To Squish or Not to Squish
- Gabrielle DeRose
- Feb 19, 2024
- 3 min read
Updated: Oct 6, 2024
I was, admittedly, a bit of a weird kid growing up. While most of the other girls my age were interested in playing with their doll houses or playing house, I was outside in the backyard digging through the dirt. For some reason, I had an infatuation with pill bugs- or "rollie-pollies," as I referred to them. I think it was the way these harmless isopods would roll into little balls, or maybe it was how carelessly they would crawl around in my hands that interested me so. Regardless, pill bugs were one of the many "bugs" (a complicated term, believe it or not. Pill bugs aren't even really bugs at all- they're isopods, much like louses) I found myself interested in at a young age.

I had all sorts of bug-related toys, too, of course. Critter cages, magnifying glasses, bug nets, tweezers, even a bug vacuum to suck up and collect the little insects. Honestly, I'm not entirely sure what sparked this interest in me, but it lasted up until middle school, when outdoor recess became extinct from my daily schedule.

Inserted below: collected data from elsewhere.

//! Section-summary promotion.
//!
//! The lighter-weight construction path: a section whose summary names two or
//! more key concepts becomes a single hyperedge tying those concepts together
//! with the `Topic` role. Promotion is idempotent per section, keyed on the
//! edge's section provenance.

use std::collections::HashSet;

use anyhow::Result;
use tracing::{debug, warn};

use noema_core::{
    canonical_name, Concept, ConceptStore, HyperEdgeId, HyperEdgeStore, MemberRole, Membership,
    NewConcept, NewHyperEdge, Provenance, SectionSummary,
};

use crate::EmbeddingPipeline;

const SUMMARY_CONCEPT_DESCRIPTION: &str = "Extracted from document summary";

/// Promote one section summary into a topic hyperedge.
///
/// Returns the promoted edge's id, the already-existing edge's id when the
/// section was promoted before, or `None` when fewer than two distinct
/// concepts survive resolution.
///
/// Concepts named by the summary that are not in the store yet are created
/// with a placeholder description; an embedding failure downgrades the new
/// concept to exact-match-only rather than failing the promotion.
pub fn promote_section(
    concepts: &dyn ConceptStore,
    edges: &dyn HyperEdgeStore,
    embedder: &dyn EmbeddingPipeline,
    section: &SectionSummary,
) -> Result<Option<HyperEdgeId>> {
    let provenance = Provenance::Section(section.id);
    if let Some(existing) = edges.edges_with_provenance(&provenance)?.first() {
        debug!(
            section_id = section.id,
            edge_id = existing,
            "section already promoted"
        );
        return Ok(Some(*existing));
    }

    let mut members: Vec<Membership> = Vec::new();
    let mut seen: HashSet<u64> = HashSet::new();
    for mention in &section.concepts {
        let name = canonical_name(mention);
        if name.is_empty() {
            continue;
        }
        let concept = match concepts.by_name(&name)? {
            Some(found) => found,
            None => create_summary_concept(concepts, embedder, &name)?,
        };
        if seen.insert(concept.id) {
            members.push(Membership {
                concept_id: concept.id,
                role: MemberRole::Topic,
            });
        }
    }

    if seen.len() < 2 {
        debug!(
            section_id = section.id,
            concepts = seen.len(),
            "too few distinct concepts, section not promoted"
        );
        return Ok(None);
    }

    let description = format!("Section Summary: {}", section.title);
    let embedding = match embedder.embed_text(&description) {
        Ok(vector) => Some(vector),
        Err(e) => {
            warn!(section_id = section.id, error = %e, "embedding failed for section edge");
            None
        }
    };
    let id = edges.insert(NewHyperEdge {
        description,
        embedding,
        provenance: Some(provenance),
        members,
    })?;
    Ok(Some(id))
}

fn create_summary_concept(
    concepts: &dyn ConceptStore,
    embedder: &dyn EmbeddingPipeline,
    name: &str,
) -> Result<Concept> {
    let embedding = match embedder.embed_text(name) {
        Ok(vector) => Some(vector),
        Err(e) => {
            warn!(name, error = %e, "embedding failed for summary concept");
            None
        }
    };
    let id = concepts.insert(NewConcept {
        name: name.to_string(),
        description: Some(SUMMARY_CONCEPT_DESCRIPTION.to_string()),
        embedding: embedding.clone(),
    })?;
    Ok(Concept {
        id,
        name: name.to_string(),
        description: Some(SUMMARY_CONCEPT_DESCRIPTION.to_string()),
        embedding,
    })
}

#[cfg(test)]
mod tests {
    use super::*;
    use crate::testing::{FailingEmbedder, ScriptedEmbedder};
    use noema_core::MemoryStore;

    fn section(id: u64, title: &str, concepts: &[&str]) -> SectionSummary {
        SectionSummary {
            id,
            document_id: 1,
            title: title.to_string(),
            concepts: concepts.iter().map(|c| c.to_string()).collect(),
        }
    }

    #[test]
    fn test_promotes_section_with_topic_roles() {
        let store = MemoryStore::new();
        let embedder = ScriptedEmbedder::new();
        let summary = section(5, "Bone Regeneration", &["nHAp Composite", "collagen"]);

        let edge_id = promote_section(&store, &store, &embedder, &summary)
            .unwrap()
            .unwrap();
        let edge = HyperEdgeStore::get(&store, edge_id).unwrap().unwrap();
        assert_eq!(edge.description, "Section Summary: Bone Regeneration");
        assert_eq!(edge.provenance, Some(Provenance::Section(5)));
        assert_eq!(edge.members.len(), 2);
        assert!(edge.members.iter().all(|m| m.role == MemberRole::Topic));

        // Missing concepts were created with the placeholder description.
        let created = store.by_name("nhap composite").unwrap().unwrap();
        assert_eq!(
            created.description.as_deref(),
            Some("Extracted from document summary")
        );
    }

    #[test]
    fn test_promotion_is_idempotent() {
        let store = MemoryStore::new();
        let embedder = ScriptedEmbedder::new();
        let summary = section(5, "Bone Regeneration", &["a", "b"]);

        let first = promote_section(&store, &store, &embedder, &summary)
            .unwrap()
            .unwrap();
        let second = promote_section(&store, &store, &embedder, &summary)
            .unwrap()
            .unwrap();
        assert_eq!(first, second);
        assert_eq!(store.edge_count(), 1);
        assert_eq!(store.concept_count(), 2);
    }

    #[test]
    fn test_too_few_concepts_not_promoted() {
        let store = MemoryStore::new();
        let embedder = ScriptedEmbedder::new();

        let single = section(1, "Short", &["alone"]);
        assert!(promote_section(&store, &store, &embedder, &single)
            .unwrap()
            .is_none());

        // Duplicate mentions collapse onto one concept.
        let duplicated = section(2, "Echo", &["alone", "Alone", " alone "]);
        assert!(promote_section(&store, &store, &embedder, &duplicated)
            .unwrap()
            .is_none());
        assert_eq!(store.edge_count(), 0);
    }

    #[test]
    fn test_reuses_existing_concepts() {
        let store = MemoryStore::new();
        let existing = ConceptStore::insert(
            &store,
            NewConcept {
                name: "collagen".to_string(),
                description: Some("A structural protein.".to_string()),
                embedding: None,
            },
        )
        .unwrap();

        let embedder = ScriptedEmbedder::new();
        let summary = section(9, "Scaffolds", &["Collagen", "hydrogel"]);
        let edge_id = promote_section(&store, &store, &embedder, &summary)
            .unwrap()
            .unwrap();

        let edge = HyperEdgeStore::get(&store, edge_id).unwrap().unwrap();
        assert!(edge.contains_concept(existing));
        // Existing description untouched by the placeholder.
        let collagen = store.by_name("collagen").unwrap().unwrap();
        assert_eq!(collagen.description.as_deref(), Some("A structural protein."));
    }

    #[test]
    fn test_embedding_failure_tolerated() {
        let store = MemoryStore::new();
        let summary = section(3, "Resilience", &["a", "b"]);

        let edge_id = promote_section(&store, &store, &FailingEmbedder, &summary)
            .unwrap()
            .unwrap();
        let edge = HyperEdgeStore::get(&store, edge_id).unwrap().unwrap();
        assert!(edge.embedding.is_none());
        let a = store.by_name("a").unwrap().unwrap();
        assert!(a.embedding.is_none());
    }
}
//! Exact-then-fuzzy entity resolution.
//!
//! Every entity mention funnels through one resolution path: canonicalize,
//! try the exact name index, then embed and try the nearest stored concept
//! within a cosine-distance threshold, and only then create a new concept.
//! The threshold is the caller's knob: construction uses a tight one to keep
//! the graph clean, reasoning a loose one to map free-text questions onto
//! whatever the graph already knows.

use anyhow::Result;
use tracing::{debug, info};

use noema_core::{canonical_name, Concept, ConceptStore, NewConcept};

use crate::EmbeddingPipeline;

/// Resolves entity mentions against the concept store.
pub struct EntityResolver<'a> {
    concepts: &'a dyn ConceptStore,
    embedder: &'a dyn EmbeddingPipeline,
}

impl<'a> EntityResolver<'a> {
    pub fn new(concepts: &'a dyn ConceptStore, embedder: &'a dyn EmbeddingPipeline) -> Self {
        Self { concepts, embedder }
    }

    /// Resolve a mention to an existing concept, creating one if no stored
    /// concept is within `threshold` cosine distance.
    ///
    /// Newly created concepts store the mention's embedding; the description
    /// stays empty until a definition is extracted for it.
    pub fn resolve(&self, mention: &str, threshold: f32) -> Result<Concept> {
        let name = canonical_name(mention);
        if name.is_empty() {
            anyhow::bail!("cannot resolve an empty mention");
        }

        if let Some(found) = self.concepts.by_name(&name)? {
            return Ok(found);
        }

        let embedding = self.embedder.embed_text(&name)?;
        if let Some((candidate, distance)) = self.concepts.nearest(&embedding, 1)?.into_iter().next()
        {
            if distance < threshold {
                debug!(
                    mention = %name,
                    matched = %candidate.name,
                    distance,
                    "fuzzy-resolved mention to existing concept"
                );
                return Ok(candidate);
            }
        }

        let id = self.concepts.insert(NewConcept {
            name: name.clone(),
            description: None,
            embedding: Some(embedding.clone()),
        })?;
        info!(concept_id = id, name = %name, "created concept");
        Ok(Concept {
            id,
            name,
            description: None,
            embedding: Some(embedding),
        })
    }

    /// Like [`resolve`](Self::resolve) but read-only: returns `None` instead
    /// of creating a concept. Used by the reasoning engine, which must never
    /// grow the graph.
    pub fn lookup(&self, mention: &str, threshold: f32) -> Result<Option<Concept>> {
        let name = canonical_name(mention);
        if name.is_empty() {
            return Ok(None);
        }

        if let Some(found) = self.concepts.by_name(&name)? {
            return Ok(Some(found));
        }

        let embedding = self.embedder.embed_text(&name)?;
        if let Some((candidate, distance)) = self.concepts.nearest(&embedding, 1)?.into_iter().next()
        {
            if distance < threshold {
                debug!(
                    mention = %name,
                    matched = %candidate.name,
                    distance,
                    "fuzzy lookup matched existing concept"
                );
                return Ok(Some(candidate));
            }
        }
        Ok(None)
    }
}

#[cfg(test)]
mod tests {
    use super::*;
    use crate::testing::{FailingEmbedder, ScriptedEmbedder};
    use noema_core::MemoryStore;

    #[test]
    fn test_exact_match_skips_embedding() {
        let store = MemoryStore::new();
        ConceptStore::insert(
            &store,
            NewConcept {
                name: "glucose".to_string(),
                description: None,
                embedding: None,
            },
        )
        .unwrap();

        // The embedder would fail, so exact resolution must not call it.
        let resolver = EntityResolver::new(&store, &FailingEmbedder);
        let found = resolver.resolve("  Glucose ", 0.15).unwrap();
        assert_eq!(found.name, "glucose");
        assert_eq!(store.concept_count(), 1);
    }

    #[test]
    fn test_fuzzy_match_within_threshold_reuses_concept() {
        let store = MemoryStore::new();
        let embedder = ScriptedEmbedder::new()
            .with("glucose", vec![1.0, 0.0, 0.0])
            .with("glucose molecule", vec![0.99, 0.1, 0.0]);
        let resolver = EntityResolver::new(&store, &embedder);

        let first = resolver.resolve("glucose", 0.15).unwrap();
        let second = resolver.resolve("glucose molecule", 0.15).unwrap();
        assert_eq!(first.id, second.id);
        assert_eq!(second.name, "glucose");
        assert_eq!(store.concept_count(), 1);
    }

    #[test]
    fn test_distant_mention_creates_new_concept() {
        let store = MemoryStore::new();
        let embedder = ScriptedEmbedder::new()
            .with("glucose", vec![1.0, 0.0, 0.0])
            .with("bone scaffold", vec![0.0, 1.0, 0.0]);
        let resolver = EntityResolver::new(&store, &embedder);

        let first = resolver.resolve("glucose", 0.15).unwrap();
        let second = resolver.resolve("bone scaffold", 0.15).unwrap();
        assert_ne!(first.id, second.id);
        assert_eq!(store.concept_count(), 2);
        // The new concept stores the mention's embedding.
        assert!(second.embedding.is_some());
    }

    #[test]
    fn test_resolution_is_idempotent() {
        let store = MemoryStore::new();
        let embedder = ScriptedEmbedder::new().with("pyruvate", vec![0.0, 0.0, 1.0]);
        let resolver = EntityResolver::new(&store, &embedder);

        let a = resolver.resolve("pyruvate", 0.15).unwrap();
        let b = resolver.resolve("Pyruvate", 0.15).unwrap();
        let c = resolver.resolve(" pyruvate ", 0.15).unwrap();
        assert_eq!(a.id, b.id);
        assert_eq!(b.id, c.id);
        assert_eq!(store.concept_count(), 1);
    }

    #[test]
    fn test_empty_mention_rejected() {
        let store = MemoryStore::new();
        let embedder = ScriptedEmbedder::new();
        let resolver = EntityResolver::new(&store, &embedder);
        assert!(resolver.resolve("   ", 0.15).is_err());
        assert!(resolver.lookup("   ", 0.4).unwrap().is_none());
    }

    #[test]
    fn test_lookup_never_creates() {
        let store = MemoryStore::new();
        let embedder = ScriptedEmbedder::new()
            .with("glucose", vec![1.0, 0.0, 0.0])
            .with("glucose sugar", vec![0.95, 0.2, 0.0]);
        let resolver = EntityResolver::new(&store, &embedder);

        assert!(resolver.lookup("glucose", 0.4).unwrap().is_none());
        assert_eq!(store.concept_count(), 0);

        resolver.resolve("glucose", 0.15).unwrap();
        // Loose threshold maps the paraphrase onto the stored concept.
        let found = resolver.lookup("glucose sugar", 0.4).unwrap().unwrap();
        assert_eq!(found.name, "glucose");
        assert_eq!(store.concept_count(), 1);
    }

    #[test]
    fn test_embedding_failure_propagates() {
        let store = MemoryStore::new();
        let resolver = EntityResolver::new(&store, &FailingEmbedder);
        assert!(resolver.resolve("glucose", 0.15).is_err());
        assert!(resolver.lookup("glucose", 0.4).is_err());
    }
}
//! Offline consolidation of near-duplicate concepts.
//!
//! Concurrent construction can race two resolutions of the same mention into
//! two concept rows. This pass runs while no construction is active: it scans
//! all embedded concepts, merges every pair within the threshold into the
//! lower-id survivor, repoints memberships, and transfers the duplicate's
//! description when the survivor has none.

use std::collections::HashSet;

use anyhow::Result;
use tracing::info;

use noema_core::{cosine_distance, ConceptId, ConceptStore, HyperEdgeStore};

/// What one consolidation pass did.
#[derive(Debug, Clone, Default)]
pub struct MergeReport {
    /// `(retired, survivor)` pairs, in merge order.
    pub merged: Vec<(ConceptId, ConceptId)>,
    /// Hyperedges whose memberships were rewritten.
    pub edges_touched: usize,
}

/// Merge every pair of concepts within `threshold` cosine distance.
///
/// The lower id always survives, so repeated passes are stable. Concepts
/// without an embedding are never merge candidates.
pub fn merge_duplicate_concepts(
    concepts: &dyn ConceptStore,
    edges: &dyn HyperEdgeStore,
    threshold: f32,
) -> Result<MergeReport> {
    let all = concepts.all()?;
    let mut report = MergeReport::default();
    let mut retired: HashSet<ConceptId> = HashSet::new();

    for (i, survivor) in all.iter().enumerate() {
        if retired.contains(&survivor.id) {
            continue;
        }
        let survivor_embedding = match survivor.embedding.as_ref() {
            Some(embedding) => embedding,
            None => continue,
        };
        for duplicate in &all[i + 1..] {
            if retired.contains(&duplicate.id) {
                continue;
            }
            let embedding = match duplicate.embedding.as_ref() {
                Some(embedding) => embedding,
                None => continue,
            };
            if cosine_distance(survivor_embedding, embedding) >= threshold {
                continue;
            }

            report.edges_touched += edges.repoint_concept(duplicate.id, survivor.id)?;
            if let Some(description) = duplicate.description.as_deref() {
                concepts.set_description_if_empty(survivor.id, description)?;
            }
            concepts.remove(duplicate.id)?;
            retired.insert(duplicate.id);
            info!(
                retired = duplicate.id,
                retired_name = %duplicate.name,
                survivor = survivor.id,
                survivor_name = %survivor.name,
                "merged duplicate concept"
            );
            report.merged.push((duplicate.id, survivor.id));
        }
    }
    Ok(report)
}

Somewhere along the way, my love for the little critters started to deteriorate into something along the lines of disgust. I no longer enjoyed the thought of letting something crawl on my hands the way I did as a child. My previously pacifist nature of catch-and-releasing bugs that made their way into my house became squish-and-flush or squish-and-ditch. Either way, squishing the little guys was involved.
Maybe it was the stress of high school exams and standardized testing that changed me from benevolent to careless. Maybe there was no real reason for it at all. But, one day, on some random afternoon, something struck me: why was I killing these vagabond critters? They were the same as any other wild animal, weren't they? Just because they were tiny and alien to me, did they really deserve death just for being seen wandering across the kitchen tile? I decided no.
I'm not sure what changed my mindset or why, but ever since then, I've kept the squishing to a minimum. I may not be as fond of bugs as I once was, but the change to become more of a pacifist has rekindled an appreciation for these many-legged creatures. I probably wouldn't let a spider or a centipede crawl along my skin still, but I understand enough about some of these critters to carry them back into the great outdoors.
I know that the jumping spider on my windowsill is more afraid of me than I am of it. I try to put myself in the spider's eight little shoes (stay with me here) and think about how terrified I would be if some giant was walking towards me with a tissue in hand, poised to kill. After all, what could a tiny little bug like a jumping spider do to me? A little nip on the skin wouldn't even be enough to draw blood. Even if I did sustain a bite, wouldn't it have been in self defense?
We can't read insect body language like we can a dog's wagging tail or a cat's purr. Insects are, at their core, simply out to survive. As some of the smallest residents of our great natural world (excluding bacterium, of course), they have a lot of predators to worry about. I've made the change to lessen their threats by one.